Der Gedenkort besteht wesentlich aus zwei Teilen:
- ein großer Stein aus norwegischem Syenit (8,9 x 1,6 x 1,1 m, ca, 36 t)
seitlich matt geschliffen
als Kunstwerk von Herrn Fujiwara
- eine Steinplatte aus norwegischem Syenit (2,86 x 1,83 x 0,25 m, ca. 3,6 t)
oben und seitlich matt geschliffen
als Gedenkstein

In die Steinplatte wurden die Steine eingebetett, die an jenen Tagen in Hiroshima und Nagasaki durch die Atombomben verstrahlt worden sind.
- der Stein aus Hiroshima (ursprüngl. 0,8 x 0,4 x 0,1 m, ca. 0,1 t)
Der Stein war damals im Straßenbahngleis verlegt.
- der Stein aus Nagasaki (ursprüngl. 0,6 x 0,5 x 0,3 m, ca. 0,1 t)
Der Stein lag damlas im Shinto-Schrein Sanno in Nagasaki, der vom Hypozentrum ca. 800 m entfernt war.
Die beiden verstrahlten Steine aus Hiroshima und Nagasaki weisen jetzt keine Gefahr mehr auf. Uns liegen von der staatlichen Universität Hiroshima die Unbedenklichkeitserklärungen vor.
→ Unbedenklichkeitserklärungen

Der große Stein und die Steinplatte liegen parallel zur gegenüberliegenden Truman-Villa. Die Steinplatte kann auch Kranzniederlegungen dienen.
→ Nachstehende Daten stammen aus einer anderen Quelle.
use std::fs;
use std::path::{Path, PathBuf};
use std::sync::Arc;
use std::time::Duration;

use chrono::{DateTime, Utc};
use serde::Serialize;
use tokio::sync::broadcast;
use tokio::time::Instant;

use roster_core::{
    registry, settings, DirectoryClient, FileRecordStore, Institution, InstitutionId,
    InstitutionLock, MemoryRecordStore, RecordStore,
};
use roster_lms::{DirectoryError, DryRunDirectory, HttpDirectory};
use roster_sync::KeyLockRegistry;

use crate::error::{io_err, RunnerError};
use crate::log_sink::{FileLogSink, LogSink, TracingLogSink};
use crate::paths::{logs_dir, ROTATION_INTERVAL};
use crate::scheduler::{InstitutionSummary, Scheduler};

/// Builds the destination client for an institution.
pub trait Destinations: Send + Sync {
    fn connect(&self, institution: &Institution)
        -> Result<Arc<dyn DirectoryClient>, DirectoryError>;
}

/// Connects to each institution's configured HTTP endpoint.
#[derive(Debug, Default, Clone, Copy)]
pub struct HttpDestinations;

impl Destinations for HttpDestinations {
    fn connect(
        &self,
        institution: &Institution,
    ) -> Result<Arc<dyn DirectoryClient>, DirectoryError> {
        let client = HttpDirectory::from_config(&institution.destination)?;
        Ok(Arc::new(client))
    }
}

/// What a run covers.
#[derive(Debug, Clone, Default)]
pub struct RunOptions {
    /// Process only this institution.
    pub institution: Option<InstitutionId>,
    /// Work on an in-memory copy of the records against a recording client.
    pub dry_run: bool,
    /// Overrides `update_concurrency` from the settings.
    pub concurrency: Option<usize>,
}

#[derive(Debug, Clone, Serialize)]
pub struct RunSummary {
    pub started_at: DateTime<Utc>,
    pub dry_run: bool,
    pub institutions: Vec<InstitutionSummary>,
    pub duration_ms: u128,
}

impl RunSummary {
    pub fn failures(&self) -> usize {
        self.institutions
            .iter()
            .map(|i| i.failures() + usize::from(i.error.is_some()))
            .sum()
    }
}

/// Run a single pass and block the current thread until it finishes.
pub fn run_blocking(home: &Path, options: RunOptions) -> Result<RunSummary, RunnerError> {
    init_tracing();
    build_runtime()?.block_on(run_once(home, &options, &HttpDestinations))
}

/// Run passes every `every` until ctrl-c, blocking the current thread.
pub fn start_blocking(
    home: &Path,
    options: RunOptions,
    every: Duration,
) -> Result<(), RunnerError> {
    init_tracing();
    let (shutdown_tx, _) = broadcast::channel::<()>(16);
    build_runtime()?.block_on(run_periodic(
        home.to_path_buf(),
        options,
        every,
        Arc::new(HttpDestinations),
        shutdown_tx,
    ))
}

/// One pass over every enabled institution (or the selected one).
///
/// A live pass records the run marker and appends to the status log. A dry
/// run copies each institution's records into memory, talks to a
/// [`DryRunDirectory`] and writes nothing under `home`.
pub async fn run_once(
    home: &Path,
    options: &RunOptions,
    destinations: &dyn Destinations,
) -> Result<RunSummary, RunnerError> {
    run_pass(home, options, destinations, &KeyLockRegistry::new()).await
}

/// [`run_once`] with an in-flight registry shared across passes.
///
/// A live pass also takes each institution's [`InstitutionLock`]; an
/// institution another process is syncing is reported busy and left alone.
pub async fn run_pass(
    home: &Path,
    options: &RunOptions,
    destinations: &dyn Destinations,
    locks: &Arc<KeyLockRegistry>,
) -> Result<RunSummary, RunnerError> {
    let started = Instant::now();
    let started_at = Utc::now();

    let mut run_settings = settings::load_at(home)?;
    if let Some(concurrency) = options.concurrency {
        run_settings.update_concurrency = concurrency.max(1);
    }
    let institutions = select_institutions(home, options.institution)?;

    let sink: Arc<dyn LogSink> = if options.dry_run {
        Arc::new(TracingLogSink)
    } else {
        ensure_runtime_dirs(home)?;
        settings::record_run_at(home, &run_settings.service_name, started_at)?;
        Arc::new(FileLogSink::at_home(home, run_settings.service_name.clone()))
    };
    sink.send(&format!(
        "run started: {} institution(s){}",
        institutions.len(),
        if options.dry_run { ", dry run" } else { "" }
    ));

    let scheduler =
        Scheduler::new(home, run_settings, Arc::clone(&sink)).with_locks(Arc::clone(locks));
    let mut summaries = Vec::with_capacity(institutions.len());
    for institution in &institutions {
        let result = if options.dry_run {
            dry_run_institution(&scheduler, home, institution).await
        } else {
            live_institution(&scheduler, home, institution, destinations).await
        };
        let summary = result.unwrap_or_else(|err| {
            tracing::error!(institution = %institution.id, error = %err, "institution skipped");
            sink.send(&format!("institution {}: skipped: {err}", institution.id));
            InstitutionSummary::failed(institution.id, &institution.name, err.to_string())
        });
        summaries.push(summary);
    }

    let duration_ms = started.elapsed().as_millis();
    sink.send(&format!("run finished in {duration_ms} ms"));
    sink.flush();

    Ok(RunSummary {
        started_at,
        dry_run: options.dry_run,
        institutions: summaries,
        duration_ms,
    })
}

/// Periodic passes until `shutdown` fires or ctrl-c is received.
///
/// A pass in progress always runs to completion; a pass that fails is logged
/// and the next one is attempted on schedule.
pub async fn run_periodic(
    home: PathBuf,
    options: RunOptions,
    every: Duration,
    destinations: Arc<dyn Destinations>,
    shutdown_tx: broadcast::Sender<()>,
) -> Result<(), RunnerError> {
    ensure_runtime_dirs(&home)?;

    let pass_handle = {
        let shutdown = shutdown_tx.clone();
        let shutdown_rx = shutdown.subscribe();
        let home = home.clone();
        tokio::spawn(async move {
            let result = pass_task(home, options, every, destinations, shutdown_rx).await;
            let _ = shutdown.send(());
            result
        })
    };

    let rotation_handle = {
        let shutdown = shutdown_tx.clone();
        let shutdown_rx = shutdown.subscribe();
        let home = home.clone();
        tokio::spawn(async move {
            let result = log_rotation_task(home, shutdown_rx).await;
            let _ = shutdown.send(());
            result
        })
    };

    let signal_handle = {
        let shutdown = shutdown_tx.clone();
        let mut shutdown_rx = shutdown.subscribe();
        tokio::spawn(async move {
            tokio::select! {
                _ = shutdown_rx.recv() => Ok(()),
                signal = tokio::signal::ctrl_c() => {
                    match signal {
                        Ok(()) => {
                            tracing::info!("received ctrl-c, finishing current pass");
                            let _ = shutdown.send(());
                            Ok(())
                        }
                        Err(err) => Err(RunnerError::Task(format!("ctrl-c handler failed: {err}"))),
                    }
                }
            }
        })
    };

    let (pass_result, rotation_result, signal_result) =
        tokio::join!(pass_handle, rotation_handle, signal_handle);

    handle_join("pass", pass_result)?;
    handle_join("log_rotation", rotation_result)?;
    handle_join("signal_handler", signal_result)?;
    Ok(())
}

async fn pass_task(
    home: PathBuf,
    options: RunOptions,
    every: Duration,
    destinations: Arc<dyn Destinations>,
    mut shutdown_rx: broadcast::Receiver<()>,
) -> Result<(), RunnerError> {
    let locks = KeyLockRegistry::new();
    let mut interval = tokio::time::interval(every);
    interval.set_missed_tick_behavior(tokio::time::MissedTickBehavior::Skip);

    loop {
        tokio::select! {
            _ = shutdown_rx.recv() => break,
            _ = interval.tick() => {
                match run_pass(&home, &options, destinations.as_ref(), &locks).await {
                    Ok(summary) => tracing::info!(
                        institutions = summary.institutions.len(),
                        failures = summary.failures(),
                        duration_ms = summary.duration_ms as u64,
                        "pass finished"
                    ),
                    Err(err) => tracing::error!(error = %err, "pass failed"),
                }
            }
        }
    }
    Ok(())
}

async fn log_rotation_task(
    home: PathBuf,
    mut shutdown_rx: broadcast::Receiver<()>,
) -> Result<(), RunnerError> {
    let mut interval = tokio::time::interval(ROTATION_INTERVAL);
    interval.set_missed_tick_behavior(tokio::time::MissedTickBehavior::Skip);
    interval.tick().await;

    loop {
        tokio::select! {
            _ = shutdown_rx.recv() => break,
            _ = interval.tick() => {
                let home = home.clone();
                tokio::task::spawn_blocking(move || crate::log_rotation::rotate_logs(&home))
                    .await
                    .ok();
            }
        }
    }
    Ok(())
}

// ---------------------------------------------------------------------------
// Institutions
// ---------------------------------------------------------------------------

async fn live_institution(
    scheduler: &Scheduler,
    home: &Path,
    institution: &Institution,
    destinations: &dyn Destinations,
) -> Result<InstitutionSummary, RunnerError> {
    let Some(_lock) = InstitutionLock::try_acquire_at(home, institution.id)? else {
        tracing::warn!(institution = %institution.id, "institution busy, another run holds it");
        scheduler.sink().send(&format!(
            "institution {}: skipped, another run holds it",
            institution.id
        ));
        return Ok(InstitutionSummary::busy(institution.id, &institution.name));
    };

    let client = destinations.connect(institution)?;
    let store: Arc<dyn RecordStore> = Arc::new(FileRecordStore::open_at(home, institution.id)?);
    scheduler
        .run_institution(institution.id, &institution.name, store, client)
        .await
}

async fn dry_run_institution(
    scheduler: &Scheduler,
    home: &Path,
    institution: &Institution,
) -> Result<InstitutionSummary, RunnerError> {
    let records = FileRecordStore::open_at(home, institution.id)?.records()?;
    let store: Arc<dyn RecordStore> = Arc::new(MemoryRecordStore::with_records(records));
    let directory = Arc::new(DryRunDirectory::new());

    let mut summary = scheduler
        .run_institution(
            institution.id,
            &institution.name,
            store,
            Arc::clone(&directory) as Arc<dyn DirectoryClient>,
        )
        .await?;
    summary.planned = directory.calls().iter().map(ToString::to_string).collect();
    Ok(summary)
}

/// Enabled institutions, or exactly the requested one.
fn select_institutions(
    home: &Path,
    only: Option<InstitutionId>,
) -> Result<Vec<Institution>, RunnerError> {
    if let Some(id) = only {
        let institution = registry::load_institution_at(home, id)?;
        if !institution.enabled {
            return Err(RunnerError::InstitutionDisabled(id));
        }
        return Ok(vec![institution]);
    }

    let mut selected = Vec::new();
    for institution in registry::list_institutions_at(home)? {
        if institution.enabled {
            selected.push(institution);
        } else {
            tracing::info!(institution = %institution.id, "institution disabled, skipping");
        }
    }
    Ok(selected)
}

// ---------------------------------------------------------------------------
// Helpers
// ---------------------------------------------------------------------------

fn ensure_runtime_dirs(home: &Path) -> Result<(), RunnerError> {
    let logs = logs_dir(home);
    if !logs.exists() {
        fs::create_dir_all(&logs).map_err(|e| io_err(&logs, e))?;
    }
    Ok(())
}

fn build_runtime() -> Result<tokio::runtime::Runtime, RunnerError> {
    tokio::runtime::Builder::new_multi_thread()
        .enable_all()
        .build()
        .map_err(|e| io_err("tokio-runtime", e))
}

fn handle_join(
    task: &str,
    result: Result<Result<(), RunnerError>, tokio::task::JoinError>,
) -> Result<(), RunnerError> {
    match result {
        Ok(inner) => inner,
        Err(err) => Err(RunnerError::Task(format!("{task} task join failure: {err}"))),
    }
}

fn init_tracing() {
    use tracing_subscriber::{fmt, EnvFilter};

    let filter = EnvFilter::try_from_default_env().unwrap_or_else(|_| EnvFilter::new("info"));
    let _ = fmt().with_env_filter(filter).with_target(false).try_init();
}

#[cfg(test)]
mod tests {
    use super::*;
    use roster_core::DestinationConfig;
    use tempfile::TempDir;

    fn register(home: &Path, id: u32, enabled: bool) {
        let mut institution = registry::add_institution_at(
            home,
            InstitutionId(id),
            format!("School {id}"),
            DestinationConfig {
                endpoint: "http://localhost:9".to_string(),
                username: "sync".to_string(),
                password_env: None,
                timeout_secs: 1,
            },
        )
        .unwrap();
        institution.enabled = enabled;
        registry::save_institution_at(home, &institution).unwrap();
    }

    #[test]
    fn selection_skips_disabled_institutions() {
        let home = TempDir::new().unwrap();
        register(home.path(), 1, true);
        register(home.path(), 2, false);

        let ids: Vec<_> = select_institutions(home.path(), None)
            .unwrap()
            .into_iter()
            .map(|i| i.id)
            .collect();
        assert_eq!(ids, vec![InstitutionId(1)]);
    }

    #[test]
    fn selecting_a_disabled_institution_is_an_error() {
        let home = TempDir::new().unwrap();
        register(home.path(), 2, false);
        let err = select_institutions(home.path(), Some(InstitutionId(2))).unwrap_err();
        assert!(matches!(err, RunnerError::InstitutionDisabled(InstitutionId(2))));
    }

    #[test]
    fn run_summary_counts_unreachable_institutions() {
        let summary = RunSummary {
            started_at: Utc::now(),
            dry_run: false,
            institutions: vec![InstitutionSummary::failed(
                InstitutionId(1),
                "School 1",
                "missing password".to_string(),
            )],
            duration_ms: 0,
        };
        assert_eq!(summary.failures(), 1);
    }
}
An der Gestaltung und Ausführung beteiligten sich auch in Deutchland wohnende junge Künstler aus Hiroshima, Nagasaki und Deutschland, die die Austauschstudenten zwischen der Stadtuniversität Hiroshima und der Fachhochschule Hannover waren.

Zum Kunstwerk von Herrn Fujiwara:
Der Bildhauer FUJIWARA, Makoto arbeitet in Norwegen. Er kennt die Kraft dieses Larvikit Steins.
Es ist ein Gedenkort für Hiroshima und Nagasaki. Der große Stein ist ein Altar, ein Symbol, ein Mahnmal, eine Gedenkstätte.
Die große Bedeutung erfordert einen großen Stein, der nicht zu übersehen ist. Die Größe, das Gewicht, der damit verbundene Eindruck auf den Betrachter und besonders auch die innewohnende Kraft des Steins unterstützen das.


Der Text der Inschrift wurde durch die Stadtverordnetenversammlung Potsdam am 04. 11. 2009 mehrheitlich beschlossen und wurde ins Englische und Japanische übersetzt. Die drei Texte wurden danach durch das Sandstrahlen direkt auf die Steinplatte eingraviert.